▶ _EXERCISE OBJECTIVE_
Report the number of lines in the records below that contain the word "evaluated", and nothing more.

▶ _MATERIAL TO PROCESS_

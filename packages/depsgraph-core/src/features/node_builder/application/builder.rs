//! Node builder core: lifecycle, registry helpers and generic ID expansion
//!
//! Every expansion step starts with a builder-map check, so any shape of
//! call graph above it (including cycles in the entity data) does each
//! (entity, tag) expansion exactly once per build pass.

use tracing::{debug, trace};

use crate::errors::Result;
use crate::features::builder_map::{BuildTags, BuilderMap};
use crate::features::node_builder::domain::{BuildContext, BuildStats, BuildStep};
use crate::features::node_builder::ports::PayloadProvider;
use crate::features::node_registry::{
    ComponentKey, Graph, IdNodeId, OperationFlags, OperationId, OperationKey,
    PersistentOperationKey, UpdateSource,
};
use crate::features::relation_builder::RelationBuilder;
use crate::features::scene_db::{referenced_ids, Driver, Entity, IdProperty, SceneData, SceneDatabase};
use crate::shared::models::{EntityId, IdType, LinkedState, NodeType, OpCode};

/// Expands root entities into ID, component and operation nodes
///
/// Lives for one build pass. Consumed by [`into_relation_builder`](Self::into_relation_builder),
/// so node building cannot be re-entered once relations are being added.
pub struct NodeBuilder<'a> {
    pub(super) db: &'a dyn SceneDatabase,
    pub(super) graph: &'a mut Graph,
    payloads: Option<&'a dyn PayloadProvider>,
    pub(super) built_map: BuilderMap,
    pub(super) ctx: BuildContext,
    pub(super) stats: BuildStats,
    saved_entry_tags: Vec<PersistentOperationKey>,
}

impl<'a> NodeBuilder<'a> {
    pub fn new(db: &'a dyn SceneDatabase, graph: &'a mut Graph) -> Self {
        Self {
            db,
            graph,
            payloads: None,
            built_map: BuilderMap::new(),
            ctx: BuildContext::default(),
            stats: BuildStats::new(),
            saved_entry_tags: Vec::new(),
        }
    }

    /// Attach payloads to operations as they are created
    pub fn with_payloads(mut self, payloads: &'a dyn PayloadProvider) -> Self {
        self.payloads = Some(payloads);
        self
    }

    pub fn graph(&self) -> &Graph {
        &*self.graph
    }

    pub fn built_map(&self) -> &BuilderMap {
        &self.built_map
    }

    pub fn stats(&self) -> &BuildStats {
        &self.stats
    }

    pub fn context(&self) -> &BuildContext {
        &self.ctx
    }

    // ============================================================
    // Lifecycle
    // ============================================================

    /// Start a full rebuild
    ///
    /// Pending update tags are remembered by persistent key, then every
    /// node of the graph is dropped.
    pub fn begin_build(&mut self) {
        let graph = &*self.graph;
        self.saved_entry_tags = graph
            .entry_tags()
            .iter()
            .map(|op| graph.persistent_key(*op))
            .collect();
        self.graph.clear_all_nodes();
    }

    /// Finish node building; re-applies the tags saved by [`begin_build`](Self::begin_build)
    pub fn end_build(&mut self) {
        self.tag_previously_tagged_nodes();
    }

    fn tag_previously_tagged_nodes(&mut self) {
        for key in std::mem::take(&mut self.saved_entry_tags) {
            match self.graph.find_persistent(&key) {
                Some(op) => self.graph.tag_operation_update(op, UpdateSource::Relations),
                None => debug!(
                    entity = %key.entity,
                    operation = %key.operation,
                    "previously tagged operation is gone after rebuild"
                ),
            }
        }
    }

    /// Hand the graph over to relation building
    pub fn into_relation_builder(self) -> RelationBuilder<'a> {
        RelationBuilder::new(self.db, self.graph, self.stats)
    }

    // ============================================================
    // Registry helpers
    // ============================================================

    pub(super) fn entity(&self, id: EntityId) -> Option<&'a Entity> {
        let db = self.db;
        db.get(id)
    }

    /// Scene data of a build root; a root that is not a scene is a caller bug
    pub(super) fn expect_scene(&self, scene: EntityId) -> &'a SceneData {
        let db = self.db;
        match db.scene(scene) {
            Some(data) => data,
            None => panic!("build root {} is not a scene in the scene database", scene),
        }
    }

    pub(super) fn check_is_built_and_tag(&mut self, id: EntityId, tags: BuildTags) -> bool {
        let built = self.built_map.check_is_built_and_tag(id, tags);
        if built {
            self.stats.record_dedup_hit();
        }
        built
    }

    pub(super) fn record(&mut self, id: EntityId, step: BuildStep) {
        debug!(entity = %id, step = %step, "expanding");
        self.stats.record_expansion(id, step);
    }

    /// Find-or-create the ID node of `id`
    ///
    /// A new node gets its copy-on-write component (when the type has
    /// evaluated copies) and a pinned visibility operation.
    pub fn add_id_node(&mut self, id: EntityId) -> Result<IdNodeId> {
        if let Some(existing) = self.graph.find_id_node(id) {
            return Ok(existing);
        }
        let entity = match self.entity(id) {
            Some(entity) => entity,
            None => panic!("entity {} is missing from the scene database", id),
        };
        let id_type = entity.id_type();
        let id_node = self.graph.add_id_node(id, id_type, &entity.name)?;

        if id_type.needs_copy_on_write() {
            self.add_operation(id, NodeType::CopyOnWrite, OperationKey::new(OpCode::CopyOnWrite))?;
        }
        let visibility =
            self.add_operation(id, NodeType::Visibility, OperationKey::new(OpCode::Visibility))?;
        self.graph
            .operation_mut(visibility)
            .flags
            .insert(OperationFlags::PINNED);
        Ok(id_node)
    }

    /// Find-or-create an operation in the whole-ID component `node_type` of `id`
    pub(super) fn add_operation(
        &mut self,
        id: EntityId,
        node_type: NodeType,
        key: OperationKey,
    ) -> Result<OperationId> {
        let id_node = self.add_id_node(id)?;
        let component = self.graph.add_component_node(id_node, node_type, "")?;
        if let Some(existing) = self.graph.find_operation(component, &key) {
            return Ok(existing);
        }
        let payload = self
            .payloads
            .and_then(|p| p.payload(id, &ComponentKey::new(node_type), &key));
        self.graph.add_operation_node(component, key, payload)
    }

    pub(super) fn add_op(&mut self, id: EntityId, node_type: NodeType, opcode: OpCode) -> Result<OperationId> {
        self.add_operation(id, node_type, OperationKey::new(opcode))
    }

    pub(super) fn add_entry_op(&mut self, id: EntityId, node_type: NodeType, opcode: OpCode) -> Result<OperationId> {
        let op = self.add_op(id, node_type, opcode)?;
        self.graph.set_entry_operation(op);
        Ok(op)
    }

    pub(super) fn add_exit_op(&mut self, id: EntityId, node_type: NodeType, opcode: OpCode) -> Result<OperationId> {
        let op = self.add_op(id, node_type, opcode)?;
        self.graph.set_exit_operation(op);
        Ok(op)
    }

    // ============================================================
    // Generic ID expansion
    // ============================================================

    /// Dispatch on the entity type; dangling references are skipped
    pub fn build_id(&mut self, id: EntityId) -> Result<()> {
        let entity = match self.entity(id) {
            Some(entity) => entity,
            None => {
                debug!(entity = %id, "skipping dangling entity reference");
                return Ok(());
            }
        };
        match entity.id_type() {
            IdType::Scene => self.build_scene_parameters(id),
            IdType::Object => self.build_object(None, id, LinkedState::Indirectly, false),
            IdType::NodeTree => self.build_nodetree(id),
            IdType::Camera => self.build_camera(id),
            IdType::Light => self.build_light(id),
            IdType::Material => self.build_material(id),
            IdType::World => self.build_world(id),
            IdType::Collection => self.build_collection(None, id),
            IdType::Action => self.build_action(id),
            IdType::Sound => self.build_sound(id),
            IdType::Speaker => self.build_speaker(id),
            IdType::Mesh | IdType::Curve => self.build_object_data_geometry_datablock(id),
            IdType::Image => self.build_image(id),
            IdType::Texture => self.build_texture(id),
            IdType::Mask => self.build_mask(id),
            IdType::MovieClip => self.build_movieclip(id),
            IdType::CacheFile => self.build_cachefile(id),
            IdType::VFont => self.build_vfont(id),
            // Script text is never evaluated
            IdType::Text => Ok(()),
            IdType::Library | IdType::Brush | IdType::Palette => self.build_generic_id(id),
        }
    }

    /// Expand an explicitly requested entity; it ends up linked `Directly`
    ///
    /// Objects are built visible, as if they had a base in the view layer.
    pub fn build_root(&mut self, id: EntityId) -> Result<()> {
        match self.db.id_type(id) {
            Some(IdType::Object) => self.build_object(None, id, LinkedState::Directly, true)?,
            _ => self.build_id(id)?,
        }
        if let Some(id_node) = self.graph.find_id_node(id) {
            self.graph
                .id_node_mut(id_node)
                .upgrade_linked_state(LinkedState::Directly);
        }
        Ok(())
    }

    /// Types without a dedicated builder: parameters, properties and animation only
    pub fn build_generic_id(&mut self, id: EntityId) -> Result<()> {
        if self.check_is_built_and_tag(id, BuildTags::COMPLETE) {
            return Ok(());
        }
        let entity = match self.entity(id) {
            Some(entity) => entity,
            None => return Ok(()),
        };
        self.record(id, BuildStep::GenericId);
        self.add_id_node(id)?;
        self.build_idproperties(&entity.properties)?;
        self.build_animdata_nodes(id)?;
        self.build_parameters(id)
    }

    /// Follow every entity reference stored in custom properties
    pub fn build_idproperties(&mut self, properties: &'a [IdProperty]) -> Result<()> {
        for id in referenced_ids(properties) {
            self.build_id(id)?;
        }
        Ok(())
    }

    /// Parameters component: entry, eval and exit
    ///
    /// Not guarded: every call after the first finds the same operations.
    pub fn build_parameters(&mut self, id: EntityId) -> Result<()> {
        self.add_entry_op(id, NodeType::Parameters, OpCode::ParametersEntry)?;
        self.add_op(id, NodeType::Parameters, OpCode::ParametersEval)?;
        self.add_exit_op(id, NodeType::Parameters, OpCode::ParametersExit)?;
        Ok(())
    }

    // ============================================================
    // Animation
    // ============================================================

    /// Animation component, NLA strip actions and drivers of `id`
    pub fn build_animdata(&mut self, id: EntityId) -> Result<()> {
        if self.check_is_built_and_tag(id, BuildTags::ANIMATION) {
            return Ok(());
        }
        self.build_animdata_nodes(id)
    }

    /// Unguarded body of [`build_animdata`](Self::build_animdata)
    ///
    /// Called directly by whole-entity builders: their `COMPLETE` tag
    /// already covers the animation bit.
    pub(super) fn build_animdata_nodes(&mut self, id: EntityId) -> Result<()> {
        let db = self.db;
        let anim_data = match db.anim_data(id) {
            Some(anim_data) => anim_data,
            None => return Ok(()),
        };
        self.record(id, BuildStep::Animation);

        if let Some(action) = anim_data.action {
            self.build_action(action)?;
        }
        if anim_data.has_animation() {
            self.add_entry_op(id, NodeType::Animation, OpCode::AnimationEntry)?;
            self.add_op(id, NodeType::Animation, OpCode::AnimationEval)?;
            self.add_exit_op(id, NodeType::Animation, OpCode::AnimationExit)?;
            for strip_action in &anim_data.nla_strips {
                self.build_action(*strip_action)?;
            }
        }
        for driver in &anim_data.drivers {
            self.build_driver(id, driver)?;
        }
        Ok(())
    }

    pub fn build_action(&mut self, action: EntityId) -> Result<()> {
        if self.check_is_built_and_tag(action, BuildTags::COMPLETE) {
            return Ok(());
        }
        let entity = match self.entity(action) {
            Some(entity) => entity,
            None => return Ok(()),
        };
        self.record(action, BuildStep::Action);
        self.build_idproperties(&entity.properties)?;
        self.add_op(action, NodeType::Animation, OpCode::AnimationEval)?;
        Ok(())
    }

    /// One driver operation per (path, index), plus its variable targets
    fn build_driver(&mut self, owner: EntityId, driver: &'a Driver) -> Result<()> {
        let key = OperationKey::named(OpCode::Driver, driver.rna_path.as_str(), driver.array_index);
        self.add_operation(owner, NodeType::Parameters, key)?;
        for variable in &driver.variables {
            for target in &variable.targets {
                if *target == owner {
                    trace!(entity = %owner, driver = %driver.rna_path, "driver reads its own entity");
                    continue;
                }
                self.build_id(*target)?;
            }
        }
        Ok(())
    }
}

▶ _EXERCISE ANSWER_
2